┌─ SOURCE DATA

//! Request workflow: employees ask for assets, HR managers decide.

pub mod request;
pub mod service;

pub use request::{AssetRequest, NewRequest, RequestFilter, RequestStatus};
pub use service::RequestService;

└─

EXERCISE BRIEF: The reply must contain each line of the material, reproduced faithfully.

FINAL ANSWER:
//! Request workflow: employees ask for assets, HR managers decide.

pub mod request;
pub mod service;

pub use request::{AssetRequest, NewRequest, RequestFilter, RequestStatus};
pub use service::RequestService;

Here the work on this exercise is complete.